- [ACTIVITY] For the listing below, give the count of lines containing the string "after" and nothing else.

↓

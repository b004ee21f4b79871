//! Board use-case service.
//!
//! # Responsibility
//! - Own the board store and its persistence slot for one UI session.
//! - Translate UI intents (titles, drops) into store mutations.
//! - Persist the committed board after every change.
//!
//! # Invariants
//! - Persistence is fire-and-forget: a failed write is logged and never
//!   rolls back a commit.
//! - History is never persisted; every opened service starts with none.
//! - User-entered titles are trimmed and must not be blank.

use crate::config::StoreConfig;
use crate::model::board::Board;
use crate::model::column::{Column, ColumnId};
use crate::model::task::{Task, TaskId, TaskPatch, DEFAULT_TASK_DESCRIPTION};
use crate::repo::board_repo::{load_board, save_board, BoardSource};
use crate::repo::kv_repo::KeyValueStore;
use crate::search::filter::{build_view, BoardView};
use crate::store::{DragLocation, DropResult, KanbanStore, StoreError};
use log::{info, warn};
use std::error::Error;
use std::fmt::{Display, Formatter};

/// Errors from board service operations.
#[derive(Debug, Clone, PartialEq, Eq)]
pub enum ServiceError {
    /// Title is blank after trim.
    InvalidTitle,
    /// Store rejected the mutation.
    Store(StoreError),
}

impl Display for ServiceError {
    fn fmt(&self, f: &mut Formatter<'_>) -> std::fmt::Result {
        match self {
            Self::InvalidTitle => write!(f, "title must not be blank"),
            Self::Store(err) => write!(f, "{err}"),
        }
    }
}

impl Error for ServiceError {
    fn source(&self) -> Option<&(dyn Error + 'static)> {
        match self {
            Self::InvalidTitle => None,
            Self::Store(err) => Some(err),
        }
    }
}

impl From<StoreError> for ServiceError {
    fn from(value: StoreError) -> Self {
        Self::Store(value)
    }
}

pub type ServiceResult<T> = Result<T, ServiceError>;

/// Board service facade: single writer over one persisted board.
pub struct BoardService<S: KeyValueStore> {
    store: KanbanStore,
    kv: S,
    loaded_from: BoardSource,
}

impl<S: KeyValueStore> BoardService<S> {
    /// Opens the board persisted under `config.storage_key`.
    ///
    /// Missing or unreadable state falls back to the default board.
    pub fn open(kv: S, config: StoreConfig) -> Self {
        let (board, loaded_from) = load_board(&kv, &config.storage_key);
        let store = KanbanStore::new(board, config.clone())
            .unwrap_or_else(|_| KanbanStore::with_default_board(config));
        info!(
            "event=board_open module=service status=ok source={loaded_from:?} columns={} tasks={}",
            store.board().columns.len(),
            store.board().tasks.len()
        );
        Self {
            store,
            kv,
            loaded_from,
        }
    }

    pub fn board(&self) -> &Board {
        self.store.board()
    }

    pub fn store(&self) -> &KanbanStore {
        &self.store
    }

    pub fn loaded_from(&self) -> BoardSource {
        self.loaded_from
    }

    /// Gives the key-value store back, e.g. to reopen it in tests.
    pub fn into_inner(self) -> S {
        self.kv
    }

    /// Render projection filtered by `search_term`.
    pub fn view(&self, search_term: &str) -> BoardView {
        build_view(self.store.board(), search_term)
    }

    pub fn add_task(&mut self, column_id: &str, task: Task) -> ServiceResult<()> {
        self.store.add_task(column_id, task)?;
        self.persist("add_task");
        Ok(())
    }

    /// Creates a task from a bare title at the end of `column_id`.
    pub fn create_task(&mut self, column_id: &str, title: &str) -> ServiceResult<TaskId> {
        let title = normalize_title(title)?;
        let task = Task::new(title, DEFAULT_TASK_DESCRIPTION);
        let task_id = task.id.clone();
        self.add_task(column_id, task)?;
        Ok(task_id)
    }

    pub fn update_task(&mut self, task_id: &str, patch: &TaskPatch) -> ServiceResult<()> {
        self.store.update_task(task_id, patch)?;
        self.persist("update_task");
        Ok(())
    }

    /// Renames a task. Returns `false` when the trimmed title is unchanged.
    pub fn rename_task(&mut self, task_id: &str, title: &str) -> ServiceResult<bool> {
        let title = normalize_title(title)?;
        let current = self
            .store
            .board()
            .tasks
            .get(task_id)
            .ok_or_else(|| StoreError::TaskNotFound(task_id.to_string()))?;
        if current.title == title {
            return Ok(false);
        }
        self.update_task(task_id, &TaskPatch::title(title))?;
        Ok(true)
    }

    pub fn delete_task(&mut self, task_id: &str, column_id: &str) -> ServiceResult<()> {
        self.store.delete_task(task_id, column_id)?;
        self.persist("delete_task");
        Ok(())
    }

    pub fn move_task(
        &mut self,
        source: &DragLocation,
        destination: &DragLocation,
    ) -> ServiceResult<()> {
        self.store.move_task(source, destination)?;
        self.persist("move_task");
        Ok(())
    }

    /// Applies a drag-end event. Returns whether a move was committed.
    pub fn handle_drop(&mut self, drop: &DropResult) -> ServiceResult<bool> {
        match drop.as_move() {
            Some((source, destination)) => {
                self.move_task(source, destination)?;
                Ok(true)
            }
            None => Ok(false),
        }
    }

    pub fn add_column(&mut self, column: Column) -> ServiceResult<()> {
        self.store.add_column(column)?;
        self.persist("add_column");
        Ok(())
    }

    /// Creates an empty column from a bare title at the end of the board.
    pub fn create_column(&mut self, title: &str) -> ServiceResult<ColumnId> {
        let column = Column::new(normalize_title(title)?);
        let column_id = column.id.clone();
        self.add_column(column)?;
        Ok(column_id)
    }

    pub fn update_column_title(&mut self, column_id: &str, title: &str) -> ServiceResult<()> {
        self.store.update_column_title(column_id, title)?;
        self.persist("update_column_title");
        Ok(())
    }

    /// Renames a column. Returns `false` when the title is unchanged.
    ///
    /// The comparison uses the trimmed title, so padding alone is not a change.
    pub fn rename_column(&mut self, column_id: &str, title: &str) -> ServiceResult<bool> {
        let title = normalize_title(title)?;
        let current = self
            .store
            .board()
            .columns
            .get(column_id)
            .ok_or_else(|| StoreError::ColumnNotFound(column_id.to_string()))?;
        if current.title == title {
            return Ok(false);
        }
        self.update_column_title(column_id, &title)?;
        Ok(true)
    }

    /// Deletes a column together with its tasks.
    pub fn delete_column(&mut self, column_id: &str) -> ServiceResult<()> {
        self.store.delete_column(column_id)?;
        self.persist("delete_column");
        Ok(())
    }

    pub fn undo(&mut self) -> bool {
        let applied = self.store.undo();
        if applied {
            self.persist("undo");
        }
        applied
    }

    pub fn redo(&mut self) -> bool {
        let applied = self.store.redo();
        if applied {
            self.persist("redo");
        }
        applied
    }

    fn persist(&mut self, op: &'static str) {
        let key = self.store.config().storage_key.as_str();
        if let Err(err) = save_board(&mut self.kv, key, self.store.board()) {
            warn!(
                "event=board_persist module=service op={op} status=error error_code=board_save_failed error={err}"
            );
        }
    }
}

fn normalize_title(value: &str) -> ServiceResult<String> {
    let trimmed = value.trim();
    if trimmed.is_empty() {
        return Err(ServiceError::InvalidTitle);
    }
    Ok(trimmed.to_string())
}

↑

- [THE ANSWER] 2